Tapi pada sisi lain, secara normatif kekerasan inhern dan tersublimasi dalam agama dimana setiap saat kenyataan tersebut bisa saja dieksploitir sebagai satu bentuk kekuatan politik. disadari bahwa tuntutan politik tidak sepenuhnya didukung oleh kekuatan yang datangnya dari kelompok-kelompok luar.

karena itu kemudian dibutuhkan bangunan-bangunan legitimasi sebagai basis kekuatan politiknya, termasuk legitimasi agama. Dengan demikian, legitimasi penggunaan kekerasan sangat terkait dengan soal legitimasi penggunaan kekuasaan (power struggle). Kenyataan di atas semakin meyakinkan kita akan adanya kecenderungan masyarakat untuk melakukan politisasi agama.

Kondisi ini akan membawa agama pada propoganda-propaganda yang bahkan bertentangan dengan kebaikan dan kesucian hidup, melawan fitrahnya sendiri. Legitimasi semacam inilah yang pada akhirnya melahirkan devaluasi nilai-nilai luhur agama.

Devaluasi agama terjadi ketika ekstremisme yang bertentangan dengan rasa kemanusiaan universal secara subtil dibenarkan dan dimuliakan. Devaluasi agama juga terjadi ketika politik meminjam tangan agama dan agama meminjam tangan politik untuk meraih tujuan masing-masing.
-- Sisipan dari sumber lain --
impl<T, U> Shared<T, U>
where
    T: Clone + Send + 'static,
    U: Send + 'static,
{
    fn lock_state(&self) -> MutexGuard<'_, QueueState<T>> {
        self.state.lock().unwrap_or_else(PoisonError::into_inner)
    }

    fn lock_unhandled(&self) -> MutexGuard<'_, Vec<WorkerFailure>> {
        self.unhandled.lock().unwrap_or_else(PoisonError::into_inner)
    }

    fn lock_runtime(&self) -> MutexGuard<'_, Option<Handle>> {
        self.runtime.lock().unwrap_or_else(PoisonError::into_inner)
    }

    fn step<R>(&self, mutation: impl FnOnce(&mut QueueState<T>) -> R) -> (R, Vec<Effect<T>>) {
        self.lock_state().step(&self.config, mutation)
    }

    fn spawn_effects(self: &Arc<Self>, effects: Vec<Effect<T>>) {
        if effects.is_empty() {
            return;
        }
        match self.lock_runtime().clone() {
            Some(runtime) => {
                runtime.spawn(Arc::clone(self).apply(effects));
            }
            None => warn!(count = effects.len(), "no runtime captured, dropping effects"),
        }
    }

    fn spawn_dispatch(self: &Arc<Self>, entity: Entity<T>) -> Option<JoinHandle<()>> {
        let Some(runtime) = self.lock_runtime().clone() else {
            error!(id = %entity.id(), "no runtime captured, entity stays in flight");
            return None;
        };
        Some(runtime.spawn(Arc::clone(self).process(entity)))
    }

    async fn apply(self: Arc<Self>, effects: Vec<Effect<T>>) {
        for effect in effects {
            match effect {
                Effect::Dispatch(entity) => {
                    self.spawn_dispatch(entity);
                }
                Effect::Close { epoch } => {
                    self.close_run(epoch).await;
                }
                Effect::End => {
                    info!("queue drained");
                    if let Some(hook) = &self.hooks.on_end {
                        guarded("on_end", hook()).await;
                    }
                }
            }
        }
    }

    /// Run one unit of work and release its slot.
    async fn process(self: Arc<Self>, entity: Entity<T>) {
        let span = start_item_span(entity.id());
        let item_span = span.clone();
        async move {
            let started = Instant::now();
            let worker = Arc::clone(&self.worker);
            let input = entity.data().clone();
            let outcome = AssertUnwindSafe(async move { worker(input).await })
                .catch_unwind()
                .await
                .unwrap_or_else(|panic| {
                    Err(anyhow::anyhow!("worker panicked: {}", panic_message(&*panic)))
                });
            let duration_ms = started.elapsed().as_secs_f64() * 1000.0;

            match outcome {
                Ok(output) => {
                    record_outcome(&item_span, "processed", duration_ms);
                    if let Some(hook) = &self.hooks.on_item_processed {
                        guarded("on_item_processed", hook(output)).await;
                    }
                }
                Err(error) => {
                    record_outcome(&item_span, "failed", duration_ms);
                    match &self.hooks.on_error {
                        Some(hook) => {
                            warn!(error = %error, "unit of work failed");
                            let input = entity.data().clone();
                            guarded("on_error", hook(input, error)).await;
                        }
                        None => {
                            error!(error = %error, "unit of work failed with no error hook");
                            self.lock_unhandled().push(WorkerFailure {
                                entity: entity.id().clone(),
                                error,
                            });
                        }
                    }
                }
            }
            metrics::item_duration_ms().record(duration_ms, &[]);

            let (released, effects) = self.step(|state| state.release(entity.id()));
            if released.is_none() {
                warn!("settled entity was no longer in flight");
            }
            self.apply(effects).await;
        }
        .instrument(span)
        .await
    }

    fn idle_status(&self, epoch: u64) -> CloseCheck {
        let state = self.lock_state();
        if !state.running || state.epoch != epoch {
            CloseCheck::Stale
        } else if state.in_flight.is_empty() {
            CloseCheck::Drained
        } else {
            CloseCheck::Busy
        }
    }

    /// Flip `running` off if in-flight is empty, in one critical section.
    fn try_finish_close(&self, epoch: u64) -> CloseCheck {
        let mut state = self.lock_state();
        if !state.running || state.epoch != epoch {
            return CloseCheck::Stale;
        }
        if !state.in_flight.is_empty() {
            return CloseCheck::Busy;
        }
        state.running = false;
        CloseCheck::Drained
    }

    /// Close protocol for run `epoch`. A no-op once that run is over.
    async fn close_run(&self, epoch: u64) {
        loop {
            sleep::until(
                || self.lock_state().in_flight.is_empty(),
                self.config.drain_poll_interval,
            )
            .await;
            match self.try_finish_close(epoch) {
                CloseCheck::Drained => {
                    info!(epoch, "queue closed");
                    record_lifecycle("running", "idle", epoch);
                    return;
                }
                CloseCheck::Stale => return,
                CloseCheck::Busy => continue,
            }
        }
    }

    fn surface_unhandled(&self) -> Result<()> {
        let failures = std::mem::take(&mut *self.lock_unhandled());
        if failures.is_empty() {
            Ok(())
        } else {
            Err(Error::Unhandled(failures))
        }
    }
}
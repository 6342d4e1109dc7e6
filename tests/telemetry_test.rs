//! Integration tests for telemetry initialization and span helpers.

use asyncq::queue::EntityId;
use asyncq::telemetry::{TelemetryConfig, init_telemetry, metrics, queue};

#[test]
fn telemetry_initializes_without_endpoint() {
    // A global subscriber can only be set once per process, so a second
    // initialization elsewhere may return Err; that is acceptable here.
    let config = TelemetryConfig {
        endpoint: None,
        service_name: "asyncq-test".to_string(),
        default_filter: "debug".to_string(),
    };
    if let Ok(guard) = init_telemetry(config) {
        guard.force_flush();
    }
}

#[test]
fn item_span_records_outcome() {
    let span = queue::start_item_span(&EntityId::new());
    queue::record_outcome(&span, "processed", 12.5);
    queue::record_outcome(&span, "failed", 0.0);
}

#[test]
fn lifecycle_and_metrics_work_without_a_provider() {
    queue::record_lifecycle("idle", "running", 1);
    metrics::items_submitted().add(3, &[]);
    metrics::item_duration_ms().record(1.0, &[]);
}
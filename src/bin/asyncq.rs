//! asyncq CLI: drive a synthetic workload through a task queue.

use std::path::PathBuf;
use std::sync::Arc;
use std::sync::atomic::{AtomicUsize, Ordering};
use std::time::{Duration, Instant};

use asyncq::config::{Config, QueueConfig};
use asyncq::telemetry::{TelemetryConfig, init_telemetry};
use asyncq::{Error, TaskQueue, sleep};
use clap::{Parser, Subcommand};
use tracing::{info, warn};

#[derive(Parser)]
#[command(name = "asyncq", about = "Bounded-concurrency task queue")]
struct Cli {
    #[command(subcommand)]
    command: Command,
}

#[derive(Subcommand)]
enum Command {
    /// Process synthetic items through a queue
    Run {
        /// Number of items to submit
        #[arg(long, default_value_t = 10)]
        items: usize,
        /// Simulated work per item, in milliseconds
        #[arg(long, default_value_t = 200)]
        delay_ms: u64,
        /// Fail every Nth item (0 disables failures)
        #[arg(long, default_value_t = 0)]
        fail_every: usize,
        /// Override the configured concurrency limit
        #[arg(long)]
        concurrency: Option<usize>,
        /// Keep the queue open until every item settled, then close it explicitly
        #[arg(long)]
        keep_alive: bool,
        /// TOML file with a [queue] table; replaces ASYNCQ_* variables
        #[arg(long)]
        config: Option<PathBuf>,
    },
    /// Print the queue configuration resolved from the environment or a file
    Config {
        #[arg(long)]
        config: Option<PathBuf>,
    },
}

#[tokio::main]
async fn main() -> anyhow::Result<()> {
    dotenvy::dotenv().ok();
    let cli = Cli::parse();
    let config = Config::from_env()?;

    match cli.command {
        Command::Run {
            items,
            delay_ms,
            fail_every,
            concurrency,
            keep_alive,
            config: path,
        } => {
            let _guard = init_telemetry(TelemetryConfig {
                endpoint: config.otel_endpoint.clone(),
                service_name: "asyncq".to_string(),
                default_filter: config.log_level.clone(),
            })?;
            let mut queue_config = resolve_queue_config(config.queue, path)?;
            queue_config.keep_alive |= keep_alive;
            let workload = Workload {
                items,
                delay: Duration::from_millis(delay_ms),
                fail_every,
            };
            cmd_run(queue_config, concurrency, workload).await
        }
        Command::Config { config: path } => {
            let queue_config = resolve_queue_config(config.queue, path)?;
            println!("concurrency_limit: {}", queue_config.concurrency_limit);
            println!("keep_alive:        {}", queue_config.keep_alive);
            println!(
                "idle_check:        {}ms",
                queue_config.idle_check_interval.as_millis()
            );
            println!(
                "drain_poll:        {}ms",
                queue_config.drain_poll_interval.as_millis()
            );
            Ok(())
        }
    }
}

struct Workload {
    items: usize,
    delay: Duration,
    fail_every: usize,
}

fn resolve_queue_config(
    from_env: QueueConfig,
    path: Option<PathBuf>,
) -> anyhow::Result<QueueConfig> {
    match path {
        Some(path) => {
            let content = std::fs::read_to_string(&path)
                .map_err(|e| anyhow::anyhow!("cannot read {}: {e}", path.display()))?;
            Ok(QueueConfig::from_toml_str(&content)?)
        }
        None => Ok(from_env),
    }
}

async fn cmd_run(
    queue_config: QueueConfig,
    concurrency: Option<usize>,
    workload: Workload,
) -> anyhow::Result<()> {
    let settled = Arc::new(AtomicUsize::new(0));
    let delay = workload.delay;
    let fail_every = workload.fail_every;
    let keep_alive = queue_config.keep_alive;

    let mut builder = TaskQueue::builder(move |n: usize| async move {
        sleep::sleep(delay).await;
        if fail_every > 0 && n % fail_every == 0 {
            anyhow::bail!("item {n} failed on purpose");
        }
        Ok(n)
    })
    .config(queue_config)
    .on_start(|| async { info!("queue started") })
    .on_end(|| async { info!("queue drained") });
    if let Some(limit) = concurrency {
        builder = builder.concurrency_limit(limit);
    }

    let processed = Arc::clone(&settled);
    let failed = Arc::clone(&settled);
    let queue = builder
        .on_item_processed(move |n| {
            let processed = Arc::clone(&processed);
            async move {
                processed.fetch_add(1, Ordering::SeqCst);
                info!(item = n, "processed");
            }
        })
        .on_error(move |n, error| {
            let failed = Arc::clone(&failed);
            async move {
                failed.fetch_add(1, Ordering::SeqCst);
                warn!(item = n, %error, "failed");
            }
        })
        .build()?;

    let started = Instant::now();
    queue.submit(1..=workload.items);
    queue.start().await?;

    if keep_alive {
        let total = workload.items;
        sleep::until(
            || settled.load(Ordering::SeqCst) >= total,
            queue.config().drain_poll_interval,
        )
        .await;
        match queue.close().await {
            Ok(()) | Err(Error::AlreadyClosed) => {}
            Err(e) => return Err(e.into()),
        }
    } else {
        queue.closed().await?;
    }

    println!(
        "{} item(s) settled in {}ms",
        settled.load(Ordering::SeqCst),
        started.elapsed().as_millis()
    );
    Ok(())
}
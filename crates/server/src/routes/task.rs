//! Task API endpoints
//!
//! The widget's interaction surface: list, add, toggle and delete.

use axum::{
    extract::{Path, State},
    http::StatusCode,
    response::{IntoResponse, Response},
    routing::{delete, get, post},
    Json, Router,
};
use serde::{Deserialize, Serialize};

use todo_core::task::{AddOutcome, Category, Task};
use todo_core::view::TaskListView;

use crate::state::AppState;

// ============================================================================
// Request/Response types
// ============================================================================

#[derive(Debug, Deserialize)]
#[serde(rename_all = "camelCase")]
pub struct CreateTaskRequest {
    pub text: String,
    /// Category id; ids stored by older widget builds are accepted too
    #[serde(default)]
    pub category: Option<String>,
}

#[derive(Debug, Serialize)]
#[serde(rename_all = "camelCase")]
pub struct CategoryResponse {
    pub id: Category,
    pub label: &'static str,
    pub emoji: &'static str,
    pub is_default: bool,
}

#[derive(Debug, Serialize)]
pub struct ErrorResponse {
    pub error: String,
}

#[derive(Debug, Serialize)]
pub struct CapacityErrorResponse {
    pub error: String,
    pub count: usize,
    pub max: usize,
}

type ApiError = (StatusCode, Json<ErrorResponse>);

fn internal_error(e: todo_core::Error) -> ApiError {
    tracing::error!("Task store failure: {}", e);
    (
        StatusCode::INTERNAL_SERVER_ERROR,
        Json(ErrorResponse {
            error: e.to_string(),
        }),
    )
}

// ============================================================================
// Handlers
// ============================================================================

/// GET /api/categories - Categories offered by the selector
async fn list_categories(State(state): State<AppState>) -> Json<Vec<CategoryResponse>> {
    let store = state.task_store();
    let default = store.default_category();

    Json(
        store
            .categories()
            .iter()
            .map(|&category| CategoryResponse {
                id: category,
                label: category.label(),
                emoji: category.emoji(),
                is_default: category == default,
            })
            .collect(),
    )
}

/// GET /api/tasks - Grouped task list with capacity indicator
async fn list_tasks(State(state): State<AppState>) -> Json<TaskListView> {
    Json(state.task_store().view().await)
}

/// POST /api/tasks - Add a task
async fn create_task(
    State(state): State<AppState>,
    Json(req): Json<CreateTaskRequest>,
) -> Result<Response, ApiError> {
    let category = req
        .category
        .as_deref()
        .map(str::parse::<Category>)
        .transpose()
        .map_err(|e| {
            (
                StatusCode::BAD_REQUEST,
                Json(ErrorResponse {
                    error: e.to_string(),
                }),
            )
        })?;

    let outcome = state
        .task_store()
        .add(&req.text, category)
        .await
        .map_err(internal_error)?;

    let response = match outcome {
        AddOutcome::Added(task) => (StatusCode::CREATED, Json(task)).into_response(),
        AddOutcome::Ignored => StatusCode::NO_CONTENT.into_response(),
        AddOutcome::AtCapacity(notice) => (
            StatusCode::CONFLICT,
            Json(CapacityErrorResponse {
                error: notice.message(),
                count: notice.count,
                max: notice.max,
            }),
        )
            .into_response(),
    };

    Ok(response)
}

/// POST /api/tasks/{id}/toggle - Flip completion
async fn toggle_task(
    State(state): State<AppState>,
    Path(id): Path<u64>,
) -> Result<Response, ApiError> {
    let task: Option<Task> = state
        .task_store()
        .toggle(id)
        .await
        .map_err(internal_error)?;

    Ok(match task {
        Some(task) => Json(task).into_response(),
        None => StatusCode::NO_CONTENT.into_response(),
    })
}

/// DELETE /api/tasks/{id} - Remove a task
async fn delete_task(
    State(state): State<AppState>,
    Path(id): Path<u64>,
) -> Result<StatusCode, ApiError> {
    state
        .task_store()
        .delete(id)
        .await
        .map_err(internal_error)?;

    Ok(StatusCode::NO_CONTENT)
}

pub fn router() -> Router<AppState> {
    Router::new()
        .route("/api/categories", get(list_categories))
        .route("/api/tasks", get(list_tasks).post(create_task))
        .route("/api/tasks/{id}/toggle", post(toggle_task))
        .route("/api/tasks/{id}", delete(delete_task))
}
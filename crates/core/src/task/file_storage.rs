//! File-based key-value storage
//!
//! Stores every slot as its own file inside a data directory.

use async_trait::async_trait;
use std::path::PathBuf;

use super::storage::KeyValueStorage;
use crate::{Error, Result};

/// File-based storage, one `<key>.json` file per slot
pub struct FileStorage {
    /// Directory holding the slot files
    dir: PathBuf,
}

impl FileStorage {
    /// Create a new FileStorage
    ///
    /// The directory is created on first write.
    pub fn new(dir: impl Into<PathBuf>) -> Self {
        Self { dir: dir.into() }
    }

    /// Path of the file backing `key`
    pub fn slot_path(&self, key: &str) -> Result<PathBuf> {
        let valid = !key.is_empty()
            && key
                .chars()
                .all(|c| c.is_ascii_alphanumeric() || c == '_' || c == '-' || c == '.')
            && !key.starts_with('.');
        if !valid {
            return Err(Error::InvalidInput(format!("Invalid storage key: {:?}", key)));
        }
        Ok(self.dir.join(format!("{}.json", key)))
    }
}

#[async_trait]
impl KeyValueStorage for FileStorage {
    async fn read(&self, key: &str) -> Result<Option<String>> {
        let path = self.slot_path(key)?;
        match tokio::fs::read_to_string(&path).await {
            Ok(content) => Ok(Some(content)),
            Err(e) if e.kind() == std::io::ErrorKind::NotFound => Ok(None),
            Err(e) => Err(Error::Storage(format!(
                "Failed to read {}: {}",
                path.display(),
                e
            ))),
        }
    }

    async fn write(&self, key: &str, value: &str) -> Result<()> {
        let path = self.slot_path(key)?;

        // Ensure parent directory exists
        tokio::fs::create_dir_all(&self.dir).await.map_err(|e| {
            Error::Storage(format!("Failed to create directory: {}", e))
        })?;

        tokio::fs::write(&path, value).await.map_err(|e| {
            Error::Storage(format!("Failed to write {}: {}", path.display(), e))
        })?;

        Ok(())
    }
}

#[cfg(test)]
mod tests {
    use super::*;
    use tempfile::TempDir;

    #[tokio::test]
    async fn test_read_missing_slot() {
        let temp_dir = TempDir::new().unwrap();
        let storage = FileStorage::new(temp_dir.path());

        assert!(storage.read("tasks").await.unwrap().is_none());
    }

    #[tokio::test]
    async fn test_write_creates_directory() {
        let temp_dir = TempDir::new().unwrap();
        let dir = temp_dir.path().join("nested").join("data");
        let storage = FileStorage::new(&dir);

        storage.write("tasks", "[]").await.unwrap();

        assert!(dir.join("tasks.json").exists());
        assert_eq!(storage.read("tasks").await.unwrap().as_deref(), Some("[]"));
    }

    #[tokio::test]
    async fn test_persistence_across_instances() {
        let temp_dir = TempDir::new().unwrap();

        FileStorage::new(temp_dir.path())
            .write("tasks", r#"[{"id":1}]"#)
            .await
            .unwrap();

        let reopened = FileStorage::new(temp_dir.path());
        assert_eq!(
            reopened.read("tasks").await.unwrap().as_deref(),
            Some(r#"[{"id":1}]"#)
        );
    }

    #[test]
    fn test_rejects_path_like_keys() {
        let storage = FileStorage::new("/tmp/data");

        for key in ["", "../escape", "a/b", ".hidden"] {
            match storage.slot_path(key) {
                Err(Error::InvalidInput(_)) => {}
                other => panic!("Expected InvalidInput for {:?}, got: {:?}", key, other),
            }
        }
    }
}
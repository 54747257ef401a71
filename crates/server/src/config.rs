//! Host configuration, read from the environment

use std::net::SocketAddr;
use std::path::PathBuf;

const DEFAULT_DATA_DIR: &str = ".todo-data";
const DEFAULT_BIND_ADDR: &str = "127.0.0.1:8081";

#[derive(Debug, Clone)]
pub struct Config {
    pub data_dir: PathBuf,
    pub bind_addr: SocketAddr,
    /// Serve the categorized widget; off means everything lands in the default category
    pub categories_enabled: bool,
}

impl Config {
    pub fn from_env() -> anyhow::Result<Self> {
        let data_dir = std::env::var("TODO_DATA_DIR")
            .map(PathBuf::from)
            .unwrap_or_else(|_| PathBuf::from(DEFAULT_DATA_DIR));

        let raw_addr =
            std::env::var("TODO_BIND_ADDR").unwrap_or_else(|_| DEFAULT_BIND_ADDR.to_string());
        let bind_addr = raw_addr
            .parse()
            .map_err(|e| anyhow::anyhow!("Invalid TODO_BIND_ADDR {:?}: {}", raw_addr, e))?;

        Ok(Self {
            data_dir,
            bind_addr,
            categories_enabled: feature_categories(),
        })
    }
}

fn parse_flag(raw: &str) -> Option<bool> {
    match raw.trim().to_ascii_lowercase().as_str() {
        "1" | "true" | "yes" | "on" => Some(true),
        "0" | "false" | "no" | "off" => Some(false),
        _ => None,
    }
}

fn env_flag(name: &str, default: bool) -> bool {
    match std::env::var(name) {
        Ok(raw) => parse_flag(&raw).unwrap_or(default),
        Err(_) => default,
    }
}

pub fn feature_categories() -> bool {
    env_flag("FEATURE_CATEGORIES", true)
}
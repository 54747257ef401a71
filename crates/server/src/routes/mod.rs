//! Route handlers

pub mod health;
pub mod task;

use axum::Router;

use crate::state::AppState;

/// All widget routes, without middleware
pub fn router() -> Router<AppState> {
    Router::new()
        .merge(health::router())
        .merge(task::router())
}
//! Error types for the core library

use thiserror::Error;

#[derive(Error, Debug)]
pub enum Error {
    #[error("IO error: {0}")]
    Io(#[from] std::io::Error),

    #[error("Serialization error: {0}")]
    Serialization(#[from] serde_json::Error),

    #[error("Invalid input: {0}")]
    InvalidInput(String),

    #[error("Storage error: {0}")]
    Storage(String),
}
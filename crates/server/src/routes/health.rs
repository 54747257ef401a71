//! Health check endpoint

use axum::{extract::State, routing::get, Json, Router};
use serde::Serialize;

use crate::state::AppState;

#[derive(Serialize)]
#[serde(rename_all = "camelCase")]
struct HealthResponse {
    status: String,
    version: String,
    data_dir: String,
    categories_enabled: bool,
}

async fn health_check(State(state): State<AppState>) -> Json<HealthResponse> {
    Json(HealthResponse {
        status: "ok".to_string(),
        version: env!("CARGO_PKG_VERSION").to_string(),
        data_dir: state.data_dir().to_string_lossy().to_string(),
        categories_enabled: state.categories_enabled(),
    })
}

pub fn router() -> Router<AppState> {
    Router::new().route("/health", get(health_check))
}
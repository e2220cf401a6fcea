// src/application/feeds.rs
//
// Per-session views over the live collections. The stored collections are
// published unfiltered; these narrow them to what the session may see.

use std::sync::Arc;

use crate::application::dto::{AdoptionRequestDto, AnimalDto};
use crate::domain::adoption::AdoptionRequest;
use crate::domain::animal::Animal;
use crate::domain::user::Session;
use crate::events::{LiveCollection, Subscription};
use crate::services::{join_with_animals, visible_to};

/// Animal list snapshots
pub struct AnimalFeed {
    animals: Subscription<Animal>,
}

impl AnimalFeed {
    pub(crate) fn new(animals: Subscription<Animal>) -> Self {
        Self { animals }
    }

    pub async fn next(&mut self) -> Option<Vec<AnimalDto>> {
        let snapshot = self.animals.next().await?;
        Some(snapshot.iter().cloned().map(AnimalDto::from).collect())
    }

    pub fn restart(&mut self) {
        self.animals.restart();
    }
}

/// Request list snapshots as the requests screen shows them
///
/// Fixed to the session it was opened with.
pub struct AdoptionRequestFeed {
    session: Session,
    requests: Subscription<AdoptionRequest>,
    animals: Arc<LiveCollection<Animal>>,
}

impl AdoptionRequestFeed {
    pub(crate) fn new(
        session: Session,
        requests: Subscription<AdoptionRequest>,
        animals: Arc<LiveCollection<Animal>>,
    ) -> Self {
        Self {
            session,
            requests,
            animals,
        }
    }

    pub async fn next(&mut self) -> Option<Vec<AdoptionRequestDto>> {
        let snapshot = self.requests.next().await?;
        let visible = visible_to(&self.session, snapshot.iter());
        let animals = self.animals.snapshot();

        Some(
            join_with_animals(&visible, &animals)
                .into_iter()
                .map(AdoptionRequestDto::from)
                .collect(),
        )
    }

    pub fn restart(&mut self) {
        self.requests.restart();
    }
}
Agama keluar dari wilayah sakralnya dan terjebak dalam kubangan kepentingan-kepentingan politkik yang rumit, sesaat, dan duniawi. Devaluasi agama dilakukan bukan oleh kelompok-kelompok sekular tapi oleh politisi agama. Hal ini tidak hanya terjadi dalam dunia Islam, tapi lebih merupakan fenomena global.

Penggunaan agama untuk tujuan-tujuan politik lebih jauh dapat diamati di semua agama besar dunia, seperti Hinduisme, Buddhisme, Confusianisme, Kristen dan Yahudi. Dalam konteks pluralisme agama, devaluasi agama bergerak sebagai ekspresi ideologi politik yaitu konsepsi dunia yang khusus berdasarkan agama dengan cara membangun argumen-argumen untuk menarik garis-garis kesalahan di antara kelompok yang bersaing.

Dalam kapasitas ini, agama menjadi ideologi yang cenderung mendorong terwujudnya konflik, bukan sebagai ide-ide strategis untuk menciptakan kesepahaman dan perdamaian antar komunitas yang berbeda.

 Konon jauh sebelum berakhirnya Perang Dingin, para sarjana telah mengakui politisasi agama sebagai fenomena global yang baru. Bassam Tibi melihat bahwa fenomena tersebut mengarah pada proses terjadinya “benturan antar peradaban”.

Politisai agama lebih mengandalkan isu-isu fragmentatif dan primordial yang berkutat pada persoalan-persoalan ideologi politik. Dari sini muncul penguatan-penguatan lokal sebagai tindakan resistensi dan ekspresi terhadap fenomena global.

Sekalipun mereka beranggapan bahwa apa yang mereka lakukan – misalnya dengan cara menganut paham-paham fundamentalis – sebagai satu bentuk jawaban dan respon mereka, tapi menurut Bassam Tibi hal itu bukan merupakan solusi.

Bahkan di situ sudah terjadi kontra produksi antara agama sebagai etika moral dengan agama sebagai kepentingan politik. Karena itu dianggap penting melakukan pembedaan antara agama sebagai suatu konstruk peradaban dan agama sebagai ideologi politik.